A Herschel [C II] Galactic plane survey I: the global distribution of ISM gas components
Publication date: 12 June 2013
Authors: Pineda, J.L., et al.
Journal: Astronomy & Astrophysics
Context. The [C II] 158 um line is an important tool for understanding the life cycle of interstellar matter. Ionized carbon is present in a variety of phases of the interstellar medium (ISM), including the diffuse ionized medium, warm and cold atomic clouds, clouds in transition from atomic to molecular, and dense and warm photon dominated regions (PDRs). Aims. Velocity-resolved observations of [C II] are the most powerful technique available to disentangle the emission produced by these components.

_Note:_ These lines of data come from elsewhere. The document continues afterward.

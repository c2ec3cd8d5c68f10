//! Parking zone entity model, its corner points and DTOs.

use parktrack_core::geometry::PixelPoint;
use parktrack_core::types::{DbId, Timestamp};
use parktrack_core::zone::{self, ZoneKind};
use serde::{Deserialize, Serialize};
use sqlx::types::Json;
use sqlx::FromRow;
use validator::Validate;

use crate::models::deserialize_some;

/// A zone row from the `zones` table.
#[derive(Debug, Clone, FromRow, Serialize)]
pub struct Zone {
    pub id: DbId,
    pub camera_id: DbId,
    #[sqlx(try_from = "String")]
    pub zone_type: ZoneKind,
    /// Total number of spots.
    pub capacity: i32,
    /// Externally reported filled spots; `None` means unknown.
    pub occupied: Option<i32>,
    /// Detector confidence for the last occupancy report.
    pub confidence: Option<f64>,
    pub pay: i32,
    pub occupancy_updated_at: Option<Timestamp>,
    pub created_at: Timestamp,
    pub updated_at: Timestamp,
}

impl Zone {
    pub fn free_count(&self) -> Option<i32> {
        zone::free_count(self.capacity, self.occupied)
    }
}

/// One corner of a zone, from the `zone_points` table.
#[derive(Debug, Clone, PartialEq, FromRow, Serialize, Deserialize)]
pub struct ZonePoint {
    pub id: DbId,
    pub zone_id: DbId,
    /// Corner order, `0..=3`.
    pub sort_order: i16,
    pub x: i32,
    pub y: i32,
    pub latitude: f64,
    pub longitude: f64,
}

/// A zone joined with its points in a single query.
#[derive(Debug, FromRow)]
pub(crate) struct ZoneWithPointsRow {
    #[sqlx(flatten)]
    pub zone: Zone,
    pub points: Json<Vec<ZonePoint>>,
}

/// API-facing zone: the row plus derived free count and optional points.
#[derive(Debug, Clone, Serialize)]
pub struct ZoneDetail {
    #[serde(flatten)]
    pub zone: Zone,
    pub free_count: Option<i32>,
    #[serde(skip_serializing_if = "Option::is_none")]
    pub points: Option<Vec<ZonePoint>>,
}

impl ZoneDetail {
    pub fn new(zone: Zone, points: Option<Vec<ZonePoint>>) -> Self {
        Self {
            free_count: zone.free_count(),
            zone,
            points,
        }
    }
}

/// DTO for one corner of a new zone.
#[derive(Debug, Clone, Deserialize, Validate)]
#[serde(deny_unknown_fields)]
pub struct CreateZonePoint {
    #[validate(range(min = 0))]
    pub x: i32,
    #[validate(range(min = 0))]
    pub y: i32,
    #[validate(range(min = -90.0, max = 90.0))]
    pub latitude: f64,
    #[validate(range(min = -180.0, max = 180.0))]
    pub longitude: f64,
}

impl CreateZonePoint {
    pub fn pixel(&self) -> PixelPoint {
        PixelPoint::new(self.x, self.y)
    }
}

/// DTO for creating a new zone with its corners.
#[derive(Debug, Clone, Deserialize, Validate)]
#[serde(deny_unknown_fields)]
pub struct CreateZone {
    pub camera_id: DbId,
    pub zone_type: ZoneKind,
    #[validate(range(min = 1))]
    pub capacity: i32,
    /// Defaults to 0 (free parking) if omitted.
    #[serde(default)]
    #[validate(range(min = 0))]
    pub pay: i32,
    #[validate(nested)]
    pub points: Vec<CreateZonePoint>,
}

impl CreateZone {
    pub fn pixel_points(&self) -> Vec<PixelPoint> {
        self.points.iter().map(CreateZonePoint::pixel).collect()
    }
}

/// DTO for patching a zone. Unknown keys are rejected.
///
/// `occupied` and `confidence` distinguish an absent key (`None`) from an
/// explicit `null` (`Some(None)`), which resets the value to unknown.
#[derive(Debug, Clone, Default, Deserialize, Validate)]
#[serde(deny_unknown_fields)]
pub struct UpdateZone {
    pub zone_type: Option<ZoneKind>,
    #[validate(range(min = 1))]
    pub capacity: Option<i32>,
    #[validate(range(min = 0))]
    pub pay: Option<i32>,
    #[serde(default, deserialize_with = "deserialize_some")]
    #[validate(range(min = 0))]
    pub occupied: Option<Option<i32>>,
    #[serde(default, deserialize_with = "deserialize_some")]
    #[validate(range(min = 0.0, max = 1.0))]
    pub confidence: Option<Option<f64>>,
}

impl UpdateZone {
    /// Whether this patch reports occupancy. Such patches stamp
    /// `occupancy_updated_at` and leave `updated_at` untouched.
    pub fn touches_occupancy(&self) -> bool {
        self.occupied.is_some()
    }
}

/// Optional predicates for zone listings, AND-combined.
#[derive(Debug, Clone, Default)]
pub struct ZoneFilter {
    pub camera_id: Option<DbId>,
    /// Minimum `capacity - occupied`. Zones with unknown occupancy never match.
    pub min_free_count: Option<i32>,
    /// Maximum `pay`, inclusive.
    pub max_pay: Option<i32>,
}
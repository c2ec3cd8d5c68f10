//! Route definitions for the `/zones` resource.

use axum::routing::get;
use axum::Router;

use crate::handlers::zone;
use crate::state::AppState;

/// Routes mounted at `/zones`.
///
/// ```text
/// GET    /          -> list
/// POST   /          -> create
/// GET    /{id}      -> get_by_id
/// PATCH  /{id}      -> update
/// ```
pub fn router() -> Router<AppState> {
    Router::new()
        .route("/", get(zone::list).post(zone::create))
        .route("/{id}", get(zone::get_by_id).patch(zone::update))
}
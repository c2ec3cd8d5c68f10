//! Shared response body types for API handlers.

use parktrack_core::types::DbId;
use serde::Serialize;

/// Body returned by creation endpoints: the new identity plus a status line.
#[derive(Debug, Serialize)]
pub struct CreatedResponse {
    pub id: DbId,
    pub message: String,
}

impl CreatedResponse {
    pub fn new(id: DbId, entity: &str) -> Self {
        Self {
            id,
            message: format!("{entity} created"),
        }
    }
}
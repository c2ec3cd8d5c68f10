//! JSON body extractor with field validation.

use axum::extract::{FromRequest, Request};
use axum::Json;
use serde::de::DeserializeOwned;
use validator::Validate;

use crate::error::AppError;

/// A JSON request body that has passed `serde` deserialization and its
/// [`Validate`] rules.
///
/// Malformed JSON, unknown keys and bad enum values become a 400
/// `BAD_REQUEST`; failed field rules become a 400 `VALIDATION_ERROR`. Either
/// way nothing reaches the store.
///
/// ```ignore
/// async fn create(ValidatedJson(input): ValidatedJson<CreateCamera>) -> AppResult<...> {
///     // `input` is well-formed here.
/// }
/// ```
#[derive(Debug, Clone)]
pub struct ValidatedJson<T>(pub T);

impl<T, S> FromRequest<S> for ValidatedJson<T>
where
    T: DeserializeOwned + Validate,
    S: Send + Sync,
{
    type Rejection = AppError;

    async fn from_request(req: Request, state: &S) -> Result<Self, Self::Rejection> {
        let Json(value) = Json::<T>::from_request(req, state)
            .await
            .map_err(|rejection| AppError::BadRequest(rejection.body_text()))?;
        value.validate()?;
        Ok(ValidatedJson(value))
    }
}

These observations can also be used to trace CO-dark H2 gas and determine the total mass of the ISM. Methods. The Galactic Observations of Terahertz C+ (GOT C+) project surveys the [C II] 158 um line over the entire Galactic disk with velocity-resolved observations using the Herschel/HIFI instrument. We present the first longitude-velocity maps of the [C II] emission for Galactic latitudes b = 0°, ±0.5°, and ±1.0°. We combine these maps with those of HI, 12CO, and 13CO to separate the different phases of the ISM and study their properties and distribution in the Galactic plane. Results. [C II] emission is mostly associated with spiral arms, mainly emerging from Galactocentric distances between 4 and 10 kpc. It traces the envelopes of evolved clouds as well as clouds that are in the transition between atomic and molecular. We estimate that most of the observed [C II] emission is produced by dense photon dominated regions (~47%), with smaller contributions from CO- dark H2 gas (~28%), cold atomic gas (~21%), and ionized gas (~4%). Atomic gas inside the Solar radius is mostly in the form of cold neutral medium (CNM), while the warm neutral medium (WNM) gas dominates the outer galaxy. The average fraction of CNM relative to total atomic gas is ~43%.